Los síntomas clásicos de la policitemia en los niños son:

  • inflamación de los vasos sanguíneos de brazos, piernas, tórax, cabeza;
    marcado enrojecimiento de las escleróticas de los ojos;
  • color carmesí de la piel, especialmente en el cuello y la cara;
  • fatiga rápida;
  • hipertensión arterial;
  • dolores de cabeza;
  • encías sangrantes.

Los niños pueden quejarse de acúfenos, molestias e incluso dolor torácico después de la actividad física y, especialmente, después de levantar pesos. Debido al agrandamiento del bazo, el hígado y los riñones, hay pesadez en el abdomen, a los niños les molestan las flatulencias y pueden tener problemas de heces.

Algunos bebés sufren picores en la piel, causados por la aceleración del flujo sanguíneo y la dilatación anormal de los vasos sanguíneos. Otros niños notan que les cuesta respirar, les aumenta el ritmo cardíaco, se sienten destrozados y muy cansados.
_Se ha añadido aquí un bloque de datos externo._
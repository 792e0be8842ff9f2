use sqlx::PgConnection;

use kernel::interface::query::BookQuery;
use kernel::interface::update::BookModifier;
use kernel::prelude::entity::{Book, BookAuthor, BookId, BookTitle, BookYear};
use kernel::KernelError;

use crate::database::postgres::PostgresTransaction;
use crate::error::ConvertError;

pub struct PostgresBookRepository;

#[async_trait::async_trait]
impl BookQuery for PostgresBookRepository {
    type Transaction = PostgresTransaction;

    async fn find_by_id(
        &self,
        con: &mut PostgresTransaction,
        id: &BookId,
    ) -> error_stack::Result<Option<Book>, KernelError> {
        PgBookInternal::find_by_id(con, id).await
    }

    async fn find_by_ids(
        &self,
        con: &mut PostgresTransaction,
        ids: &[BookId],
    ) -> error_stack::Result<Vec<Book>, KernelError> {
        PgBookInternal::find_by_ids(con, ids).await
    }

    async fn find_all(
        &self,
        con: &mut PostgresTransaction,
    ) -> error_stack::Result<Vec<Book>, KernelError> {
        PgBookInternal::find_all(con).await
    }
}

#[async_trait::async_trait]
impl BookModifier for PostgresBookRepository {
    type Transaction = PostgresTransaction;

    async fn save(
        &self,
        con: &mut PostgresTransaction,
        book: Book,
    ) -> error_stack::Result<Option<Book>, KernelError> {
        if book.id().is_none() {
            PgBookInternal::insert(con, book).await.map(Some)
        } else {
            PgBookInternal::update(con, book).await
        }
    }

    async fn delete(
        &self,
        con: &mut PostgresTransaction,
        book_id: &BookId,
    ) -> error_stack::Result<(), KernelError> {
        PgBookInternal::delete(con, book_id).await
    }
}

#[derive(sqlx::FromRow)]
struct BookRow {
    id: i32,
    title: String,
    author: String,
    year: i32,
}

impl From<BookRow> for Book {
    fn from(value: BookRow) -> Self {
        Book::new(
            Some(BookId::new(value.id)),
            BookTitle::new(value.title),
            BookAuthor::new(value.author),
            BookYear::new(value.year),
        )
    }
}

pub(in crate::database) struct PgBookInternal;

impl PgBookInternal {
    async fn find_by_id(
        con: &mut PgConnection,
        id: &BookId,
    ) -> error_stack::Result<Option<Book>, KernelError> {
        let row = sqlx::query_as::<_, BookRow>(
            // language=postgresql
            r#"
            SELECT id, title, author, year
            FROM books
            WHERE id = $1
            "#,
        )
        .bind(id.as_ref())
        .fetch_optional(con)
        .await
        .convert_error()?;
        Ok(row.map(Book::from))
    }

    async fn find_by_ids(
        con: &mut PgConnection,
        ids: &[BookId],
    ) -> error_stack::Result<Vec<Book>, KernelError> {
        let ids = ids.iter().map(|id| *id.as_ref()).collect::<Vec<i32>>();
        let rows = sqlx::query_as::<_, BookRow>(
            // language=postgresql
            r#"
            SELECT id, title, author, year
            FROM books
            WHERE id = ANY($1)
            ORDER BY id
            "#,
        )
        .bind(ids)
        .fetch_all(con)
        .await
        .convert_error()?;
        Ok(rows.into_iter().map(Book::from).collect())
    }

    async fn find_all(con: &mut PgConnection) -> error_stack::Result<Vec<Book>, KernelError> {
        let rows = sqlx::query_as::<_, BookRow>(
            // language=postgresql
            r#"
            SELECT id, title, author, year
            FROM books
            ORDER BY id
            "#,
        )
        .fetch_all(con)
        .await
        .convert_error()?;
        Ok(rows.into_iter().map(Book::from).collect())
    }

    async fn insert(con: &mut PgConnection, book: Book) -> error_stack::Result<Book, KernelError> {
        let row = sqlx::query_as::<_, BookRow>(
            // language=postgresql
            r#"
            INSERT INTO books (title, author, year)
            VALUES ($1, $2, $3)
            RETURNING id, title, author, year
            "#,
        )
        .bind(book.title().as_ref())
        .bind(book.author().as_ref())
        .bind(book.year().as_ref())
        .fetch_one(con)
        .await
        .convert_error()?;
        Ok(Book::from(row))
    }

    async fn update(
        con: &mut PgConnection,
        book: Book,
    ) -> error_stack::Result<Option<Book>, KernelError> {
        let row = sqlx::query_as::<_, BookRow>(
            // language=postgresql
            r#"
            UPDATE books
            SET title = $2, author = $3, year = $4
            WHERE id = $1
            RETURNING id, title, author, year
            "#,
        )
        .bind(book.id().map(|id| *id.as_ref()))
        .bind(book.title().as_ref())
        .bind(book.author().as_ref())
        .bind(book.year().as_ref())
        .fetch_optional(con)
        .await
        .convert_error()?;
        Ok(row.map(Book::from))
    }

    async fn delete(con: &mut PgConnection, book_id: &BookId) -> error_stack::Result<(), KernelError> {
        // language=postgresql
        sqlx::query(
            r#"
            DELETE FROM books
            WHERE id = $1
            "#,
        )
        .bind(book_id.as_ref())
        .execute(con)
        .await
        .convert_error()?;
        Ok(())
    }
}

#[cfg(test)]
mod test {
    use kernel::interface::database::DatabaseConnection;
    use kernel::interface::query::BookQuery;
    use kernel::interface::update::BookModifier;
    use kernel::prelude::entity::{Book, BookAuthor, BookTitle, BookYear};
    use kernel::KernelError;

    use crate::database::postgres::book::PostgresBookRepository;
    use crate::database::postgres::PostgresDatabase;

    fn book(title: &str) -> Book {
        Book::new(
            None,
            BookTitle::new(title),
            BookAuthor::new("Author"),
            BookYear::new(2024),
        )
    }

    // Nothing is committed, so every test leaves the table as it found it.
    #[test_with::env(POSTGRES_TEST)]
    #[tokio::test]
    async fn save_find_delete() -> error_stack::Result<(), KernelError> {
        let db = PostgresDatabase::new().await?;
        let mut con = db.transact().await?;

        let saved = PostgresBookRepository
            .save(&mut con, book("test"))
            .await?
            .expect("inserted");
        let id = saved.id().expect("id assigned by postgres");

        let found = PostgresBookRepository.find_by_id(&mut con, &id).await?;
        assert_eq!(found, Some(saved.clone()));

        let saved = saved.reconstruct(|b| b.title = BookTitle::new("test2"));
        let updated = PostgresBookRepository.save(&mut con, saved.clone()).await?;
        assert_eq!(updated, Some(saved.clone()));

        let found = PostgresBookRepository.find_by_id(&mut con, &id).await?;
        assert_eq!(found, Some(saved.clone()));

        PostgresBookRepository.delete(&mut con, &id).await?;
        let found = PostgresBookRepository.find_by_id(&mut con, &id).await?;
        assert!(found.is_none());

        PostgresBookRepository.delete(&mut con, &id).await?;

        let stale = PostgresBookRepository.save(&mut con, saved).await?;
        assert!(stale.is_none());
        let found = PostgresBookRepository.find_by_id(&mut con, &id).await?;
        assert!(found.is_none());

        Ok(())
    }

    #[test_with::env(POSTGRES_TEST)]
    #[tokio::test]
    async fn find_by_ids_skips_unknown() -> error_stack::Result<(), KernelError> {
        let db = PostgresDatabase::new().await?;
        let mut con = db.transact().await?;

        let first = PostgresBookRepository
            .save(&mut con, book("first"))
            .await?
            .expect("inserted");
        let second = PostgresBookRepository
            .save(&mut con, book("second"))
            .await?
            .expect("inserted");
        let first_id = first.id().expect("id assigned by postgres");
        let second_id = second.id().expect("id assigned by postgres");

        PostgresBookRepository.delete(&mut con, &second_id).await?;

        let found = PostgresBookRepository
            .find_by_ids(&mut con, &[first_id, second_id])
            .await?;
        assert_eq!(found, vec![first.clone()]);

        let all = PostgresBookRepository.find_all(&mut con).await?;
        assert!(all.contains(&first));
        assert!(!all.contains(&second));

        Ok(())
    }
}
Otro signo de patología – ataques de dolor agudo en las yemas de los dedos de las manos y los pies, que se asocia con alteración del flujo sanguíneo.

Diagnóstico

Los análisis de sangre de laboratorio estándar son suficientes para detectar la policitemia. En el análisis general, los indicadores de policitemia serán:

  • aumento del recuento de glóbulos rojos;
  • aumento de la hemoglobina;
  • exceso de plaquetas;
  • proporción demasiado elevada de glóbulos rojos y plasma.

Además, para aclarar el diagnóstico y evaluar el cuadro general del estado del niño, los médicos prescriben análisis bioquímicos de sangre, citología, métodos radiológicos de investigación, ecografía de los órganos internos.

Tratamiento del linfoma en niños

Los pacientes jóvenes con esta enfermedad son tratados conjuntamente por hematólogos y pediatras, con la colaboración de otros especialistas si es necesario. El programa de tratamiento de la policitemia infantil depende de la forma y los síntomas de la enfermedad, la presencia de otras enfermedades y el estado general de salud.

En los trastornos leves, cuando no hay síntomas evidentes incluso con desviaciones marcadas en los análisis, se prescribe un enfoque de espera con un seguimiento regular de los parámetros del hematocrito y la vigilancia del estado de los órganos internos.

El principal método de tratamiento de la forma verdadera de la patología son las hemotransfusiones de intercambio: métodos de sustitución de parte de la sangre del paciente por solución fisiológica. El volumen de sangre que debe sustituirse se calcula según fórmulas especiales. Además, se pueden prescribir fármacos que ralentizan el proceso de formación de células sanguíneas.

En la policitemia relativa, la atención se centra en la eliminación de los factores predisponentes: estrés, sobrecalentamiento, trabajo físico. Si la coagulación de la sangre es causada por la deshidratación en el fondo de las enfermedades agudas, se lleva a cabo la terapia de rehidratación.